Прокурор улыбнулся так самодовольно, что Надежду Георгиевну едва не стошнило, и поинтересовался, занимается ли Мостовой тонкими работами. Мастер с не меньшим воодушевлением поведал, что у Кирилла необычайно острый глаз и верная рука.
Надежда Георгиевна заметила, как подсудимый при этих словах поймал взгляд своего руководителя и скорчил гримасу «эх ты и простофиля». В данной ситуации эти ценные качества свидетельствовали не в пользу Кирилла. Но мастер то ли не заметил, то ли не понял и с энтузиазмом принялся рассказывать, что самые сложные элементы всегда поручает Мостовому, особенно если нужно сделать под пару подлиннику. Потом и не отличишь, где исходник, а где работа Кирилла. «Поначалу-то мы его в штыки приняли, – вещал мастер простодушно, – видим, интеллигентный хлопчик, что он забыл в горячем цеху? Наркоман или диссидент, не иначе. Потом уж поняли – нет, наш, рабочая косточка».

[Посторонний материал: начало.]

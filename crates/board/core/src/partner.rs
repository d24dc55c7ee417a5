//! Recruitable partner units and their templates.
//!
//! A [`PartnerTemplate`] is immutable authored content; many
//! [`PartnerUnit`] instances may snapshot the same template. Units track
//! the mutable bits: current HP, the unpaid-salary counter, and the
//! dying flag that keeps the death sequence idempotent.

use std::fmt;
use std::sync::Arc;

/// Unique identifier of an authored partner template.
#[derive(Clone, Copy, Debug, PartialEq, Eq, PartialOrd, Ord, Hash)]
#[cfg_attr(feature = "serde", derive(serde::Serialize, serde::Deserialize))]
#[cfg_attr(feature = "serde", serde(transparent))]
pub struct TemplateId(pub u32);

impl fmt::Display for TemplateId {
    fn fmt(&self, f: &mut fmt::Formatter<'_>) -> fmt::Result {
        write!(f, "p{}", self.0)
    }
}

/// Flavor trait shown in dialogue; no rules weight.
#[derive(Clone, Copy, Debug, Default, PartialEq, Eq, Hash)]
#[cfg_attr(feature = "serde", derive(serde::Serialize, serde::Deserialize))]
pub enum Personality {
    Nice,
    Mean,
    #[default]
    Neutral,
}

/// Immutable partner definition, authored as static content.
#[derive(Clone, Debug, PartialEq, Eq)]
#[cfg_attr(feature = "serde", derive(serde::Serialize, serde::Deserialize))]
pub struct PartnerTemplate {
    pub id: TemplateId,
    pub name: String,
    pub max_hp: i32,
    pub attack: i32,
    pub salary: i32,
    pub personality: Personality,
    /// Line shown the first end-of-turn the salary goes unpaid.
    pub first_warning: String,
    /// Line shown just before an unpaid partner walks out.
    pub final_warning: String,
    /// Opaque handle for the presentation layer (portrait, voice, model).
    pub portrait: String,
}

/// Number of consecutive unpaid end-of-turns a partner tolerates before
/// leaving. The removal itself happens during the end-of-turn check, never
/// inside the salary call.
pub const UNPAID_REMOVAL_THRESHOLD: u8 = 2;

/// Result of applying damage to a unit.
#[derive(Clone, Copy, Debug, PartialEq, Eq)]
pub enum DamageOutcome {
    /// The unit is already mid-death-sequence; the hit is ignored.
    AlreadyDying,
    /// The unit absorbed the hit and lives on.
    Survived { remaining: i32 },
    /// HP reached zero; the caller must run the death sequence and detach
    /// the unit from its slot.
    Destroyed,
}

/// Mutable runtime instance of a partner.
#[derive(Clone, Debug, PartialEq, Eq)]
pub struct PartnerUnit {
    template: Arc<PartnerTemplate>,
    hp: i32,
    unpaid_turns: u8,
    dying: bool,
}

impl PartnerUnit {
    pub fn from_template(template: Arc<PartnerTemplate>) -> Self {
        let hp = template.max_hp;
        Self {
            template,
            hp,
            unpaid_turns: 0,
            dying: false,
        }
    }

    pub fn template(&self) -> &PartnerTemplate {
        &self.template
    }

    pub fn name(&self) -> &str {
        &self.template.name
    }

    /// Current HP. Not clamped on the way down; only the destroy gate in
    /// [`Self::take_damage`] matters.
    pub fn hp(&self) -> i32 {
        self.hp
    }

    pub fn attack_power(&self) -> i32 {
        self.template.attack
    }

    pub fn salary_cost(&self) -> i32 {
        self.template.salary
    }

    pub fn unpaid_turns(&self) -> u8 {
        self.unpaid_turns
    }

    pub fn is_dying(&self) -> bool {
        self.dying
    }

    /// Applies damage. Re-entrant calls during an in-flight death sequence
    /// are no-ops so one combat resolution cannot double-process a unit.
    pub fn take_damage(&mut self, amount: i32) -> DamageOutcome {
        if self.dying {
            return DamageOutcome::AlreadyDying;
        }

        self.hp -= amount;
        if self.hp <= 0 {
            self.dying = true;
            DamageOutcome::Destroyed
        } else {
            DamageOutcome::Survived { remaining: self.hp }
        }
    }

    /// Records a successful salary payment.
    pub(crate) fn mark_paid(&mut self) {
        self.unpaid_turns = 0;
    }

    /// Records a missed salary payment and returns the new counter.
    pub(crate) fn mark_unpaid(&mut self) -> u8 {
        self.unpaid_turns = self.unpaid_turns.saturating_add(1);
        self.unpaid_turns
    }

    /// True once the unit has gone unpaid long enough to be removed at the
    /// end-of-turn check.
    pub fn is_removal_due(&self) -> bool {
        self.unpaid_turns >= UNPAID_REMOVAL_THRESHOLD
    }
}
//! Events emitted during the match for front-ends to observe.
//!
//! Consumers subscribe through [`crate::MatchSession::subscribe`] and react
//! to phase and state changes without blocking the session; delivery is
//! fire-and-forget over a broadcast channel. A `PhaseChanged` event is
//! always published before any work bound to that phase begins, so
//! observers (camera, HUD, roll-button enablement) see transitions in a
//! deterministic order.

use board_core::{ActorId, AttackReport, Phase, Slot, TemplateId, TileId, TileKind};

/// Events emitted by the session while a match runs.
#[derive(Debug, Clone)]
pub enum MatchEvent {
    /// The turn state machine entered a new phase.
    PhaseChanged { phase: Phase },
    /// An actor's roll for the initial turn order arrived.
    OrderRollReceived { actor: ActorId, roll: u32 },
    /// All order rolls are in; this is the final turn order.
    TurnOrderResolved { order: Vec<ActorId> },
    /// The named actor's turn began.
    TurnStarted { actor: ActorId },
    /// The movement roll for the current turn arrived.
    DiceRolled { actor: ActorId, roll: u32 },
    /// One movement step completed; `remaining` counts down to zero.
    StepTaken {
        actor: ActorId,
        tile: TileId,
        remaining: u32,
    },
    /// An actor's energy changed (salary, tile kind, effect).
    EnergyChanged { actor: ActorId, energy: i32 },
    /// An actor's health changed (tile effect, combat spill-through).
    HealthChanged { actor: ActorId, health: i32 },
    /// A collision battle was resolved.
    BattleResolved {
        attacker: ActorId,
        defender: ActorId,
        front_attack: bool,
        report: AttackReport,
    },
    /// A partner joined an actor's slot.
    PartnerRecruited {
        actor: ActorId,
        slot: Slot,
        template: TemplateId,
    },
    /// A slot's previous occupant was displaced by a new recruit.
    PartnerReplaced {
        actor: ActorId,
        slot: Slot,
        partner: String,
    },
    /// A partner was destroyed in combat.
    PartnerDied {
        actor: ActorId,
        slot: Slot,
        partner: String,
    },
    /// A partner walked out after going unpaid for too long.
    PartnerUnpaidRemoval {
        actor: ActorId,
        slot: Slot,
        partner: String,
    },
    /// The landed tile's effects and kind handler finished.
    TileResolved {
        actor: ActorId,
        tile: TileId,
        kind: TileKind,
    },
    /// Movement for the turn finished (all steps, or early termination).
    MovementFinished { actor: ActorId },
}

Мастер рассказал, как не хотел отпускать лучшего кузнеца в армию, как уговаривал Кирилла не губить свой уникальный талант и поступать в Мухинку, потом стал сравнивать Мостового с Левшой, в общем, его пришлось чуть ли не силой уводить со свидетельского места.
Бедняга хотел помочь товарищу, но из его показаний существенным оказалось только одно: подсудимый обладает достаточной физической силой, глазомером и координацией, чтобы наносить точные смертельные удары.
Только не это тревожило Надежду Георгиевну. Совсем другие факты не давали ей уснуть, и хуже всего то, что она ни с кем не могла поделиться своими подозрениями, даже с Наташей.
Началось все с того, как она выяснила, что поклонником первой убитой девочки мог оказаться не кто иной, как Дима Шевелев. Пока Надежда Георгиевна набиралась духу спросить у судьи, так это или нет, отношения приняли вид холодной войны, и запросто интересоваться обстоятельствами дела стало неудобно.